Qui est Hildegarde de Bingen ?

« Que les hommes apprennent donc à goûter la beauté du firmament ! Dieu emplit de ses œuvres le monde tout entier. »

L'Histoire d'Hildegarde de Bingen

Son enfance et son évolution

Contrairement à l’histoire d’Hildegarde de Bingen que l’on raconte, au départ, elle ne s’appelle pas Hildegarde de Bingen. Elle naît, dixième enfant de Mathild et Hildebert, qui sont des nobles de la bonne société du comté de Spanheim dans le Palatinat. Elle était d’une noblesse de bon rang et ses parents étaient des gens importants. C’est une enfant facile, mais fragile de santé, c’est le problème. Elle est très réservée, souvent perdue dans ses pensées et ses rêves. Devenue adulte, elle dira avoir reçu dès son plus jeune âge les premières grâces du « Très Haut ». En l’occurrence, elle dira « Dans la troisième année de mon âge, j’ai vu une telle lumière que mon âme en a été ébranlée. Mais à cause de mon enfance, je n’ai rien pu dire. » Son entourage familial repère assez vite que cette enfant présente de bien curieuses facultés.

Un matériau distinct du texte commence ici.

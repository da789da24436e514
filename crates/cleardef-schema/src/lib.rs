//! Shared types and wire format for the cleardef metadata client.
//!
//! The component coordinate identifier and its codecs live here: the
//! slash-delimited canonical string form of [`Coordinates`], the label
//! enumerations [`ComponentType`] and [`Provider`], and serde helpers for
//! paths and URIs embedded as strings in metadata documents. Everything is a
//! pure data transformation; transport and interpretation of the
//! coordinates belong to the consuming client.

pub mod coordinates;
pub mod error;
pub mod types;
pub mod wire;

// Re-exports
pub use coordinates::Coordinates;
pub use error::CoordinatesError;
pub use types::{ComponentType, Provider};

Ses capacités médiumniques

Assise alors qu’elle est à peine âgée de cinq ans avec la nourrice qui la garde, devant une vache qui est dans son pré, elle déclare à la nourrice : « Vois donc le joli petit veau qui est dans cette vache. Il est blanc avec des taches au front, aux pieds et au dos. » La nourrice se demande comment la petite a pu deviner que la vache était pleine. Quelques jours plus tard, lorsque le petit veau va naître, avec toutes ces particularités décrites par Hildegarde, que la nourrice découvre qu’elle a exactement les tâches et les particularités de pelage qu’a décrit la petite fille. 

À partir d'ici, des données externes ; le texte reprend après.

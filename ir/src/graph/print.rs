use std::collections::HashMap;
use std::fmt;

use itertools::Itertools;

use super::{FunctionGraph, VarId};

impl FunctionGraph {
    /// Position-based name of a member variable, independent of arena ids.
    fn local_names(&self) -> HashMap<VarId, String> {
        let mut names = HashMap::new();
        for (i, &input) in self.inputs().iter().enumerate() {
            let name = self.var(input).name().map_or_else(|| format!("in{i}"), str::to_string);
            names.insert(input, name);
        }
        for (k, node) in self.toposort_iter_with(&[]).enumerate() {
            let outputs = self.node(node).outputs();
            for (j, &output) in outputs.iter().enumerate() {
                let name = if outputs.len() == 1 { format!("%{k}") } else { format!("%{k}.{j}") };
                names.insert(output, name);
            }
        }
        names
    }
}

impl fmt::Display for FunctionGraph {
    fn fmt(&self, f: &mut fmt::Formatter<'_>) -> fmt::Result {
        let names = self.local_names();
        let name = |var: &VarId| match (names.get(var), self.var(*var).constant()) {
            (Some(name), _) => name.clone(),
            (None, Some(data)) => data.to_string(),
            (None, None) => format!("<{var}>"),
        };

        writeln!(
            f,
            "FunctionGraph({}) {{",
            self.inputs().iter().map(|v| format!("{}: {}", name(v), self.var(*v).ty())).join(", ")
        )?;
        let mut order = self.toposort_iter_with(&[]);
        for node in order.by_ref() {
            let apply = self.node(node);
            writeln!(
                f,
                "  {} = {}({}) :: {}",
                apply.outputs().iter().map(name).join(", "),
                apply.op(),
                apply.inputs().iter().map(name).join(", "),
                apply.outputs().iter().map(|v| self.var(*v).ty().to_string()).join(", "),
            )?;
        }
        if order.remaining() > 0 {
            writeln!(f, "  <{} nodes in a cycle>", order.remaining())?;
        }
        writeln!(f, "  return {}", self.outputs().iter().map(name).join(", "))?;
        write!(f, "}}")
    }
}
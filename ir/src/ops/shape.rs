use std::fmt;

use itertools::Itertools;
use smallvec::{SmallVec, smallvec};
use snafu::ensure;

use super::check_arity;
use crate::error::{ReshapeSizeMismatchSnafu, Result};
use crate::op::{AliasMap, Op};
use crate::types::TensorType;
use crate::value::TensorData;

/// Reshape to a static target shape. The output views the input.
#[derive(Debug, Clone, PartialEq, Eq, Hash)]
pub struct Reshape {
    shape: SmallVec<[usize; 4]>,
}

impl Reshape {
    pub fn new(shape: &[usize]) -> Self {
        Self { shape: shape.into() }
    }

    pub fn shape(&self) -> &[usize] {
        &self.shape
    }
}

impl Op for Reshape {
    fn family(&self) -> &'static str {
        "reshape"
    }

    fn infer_types(&self, inputs: &[TensorType]) -> Result<Vec<TensorType>> {
        check_arity(self, inputs, 1)?;
        let output_size = self.shape.iter().product();
        if let Some(input_size) = inputs[0].static_size() {
            ensure!(input_size == output_size, ReshapeSizeMismatchSnafu { input_size, output_size });
        }
        Ok(vec![TensorType::fixed(inputs[0].dtype(), &self.shape)])
    }

    fn view_map(&self) -> AliasMap {
        AliasMap::from([(0, smallvec![0])])
    }

    fn perform(&self, inputs: &[&TensorData]) -> Option<Result<Vec<TensorData>>> {
        let input = inputs.first()?;
        let output_size: usize = self.shape.iter().product();
        if input.size() != output_size {
            return Some(ReshapeSizeMismatchSnafu { input_size: input.size(), output_size }.fail());
        }
        Some(input.reshape(&self.shape).map(|out| vec![out]))
    }
}

impl fmt::Display for Reshape {
    fn fmt(&self, f: &mut fmt::Formatter<'_>) -> fmt::Result {
        write!(f, "Reshape{{({})}}", self.shape.iter().join(", "))
    }
}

Donc, elle a des capacités médiumniques et l’histoire d’Hildegarde de Bingen commence. Pour Hildegarde, ses visions ne sont pas toujours faciles à gérer, comme elle le dira plus tard, parce qu’elle se sent isolée. Elle a conscience que les autres ne voient pas du tout la même chose qu’elle et elle n’ose pas trop le dire. Hildegarde se tait et elle se dit qu’il est peut-être préférable de ne pas révéler ce qu’elle voit et qui souvent la dépasse parce qu’elle ne comprend pas forcément ce qu’elle voit

Son éducation

Lorsqu’elle atteint ses huit ans, ses parents pensent qu’il est temps qu’elle reçoive une bonne éducation. Ça commence évidemment par savoir lire et écrire. Et ces gens-là considèrent que les filles doivent être aussi instruites que les garçons, ce qui est une bonne chose. Elle va recevoir d’abord une éducation humaine et chrétienne qui lui sera dispensée par une veuve consacrée, donc une femme qui est restée veuve et qui s’est plutôt consacrée aux religieux.

Pour poursuivre son apprentissage, quand on estimera que la veuve a fait ce qu’il fallait, on va l’envoyer chez les Bénédictines, du monastère de Disibodenberg. Là-bas, il y a une abbesse, Jutta, qui est la fille très respectée du comte de Spanheim, une noblesse importante. Elle va prendre aussitôt sous son aile la petite Hildegarde et va surveiller de près son éducation et l’enseignement qui va lui dispenser. Rapidement, on remarque qu’elle étudie les psaumes avec ferveur et application. Elle va aussi apprendre là-bas le chant et apprendre à jouer un instrument à cordes pour accompagner ses chants. Hildegarde va se montrer très douée en musique

Hélas, la petite Hildegarde est fragile depuis sa naissance et comme elle met une ardeur excessive à faire tout ce qu’elle fait, elle va finir par s’épuiser. Et lorsqu’elle se retrouve au lit, la mère abbesse, Jutta von Sponheim, qui la considère comme sa fille, la prend dans ses bras affectueusement, elle prend bien soin d’elle. Une relation de confiance profonde et de telle confiance qu’Hildegarde, qui reçoit beaucoup d’amour, le lui rendra bien et se décidera à lui confier un beau matin son lourd secret. Elle lui révèle ses visions. La mère abbesse n’est pas plus choquée que cela. Tout au contraire. Si bien que la petite fille va continuer à grandir tranquillement chez les bénédictines.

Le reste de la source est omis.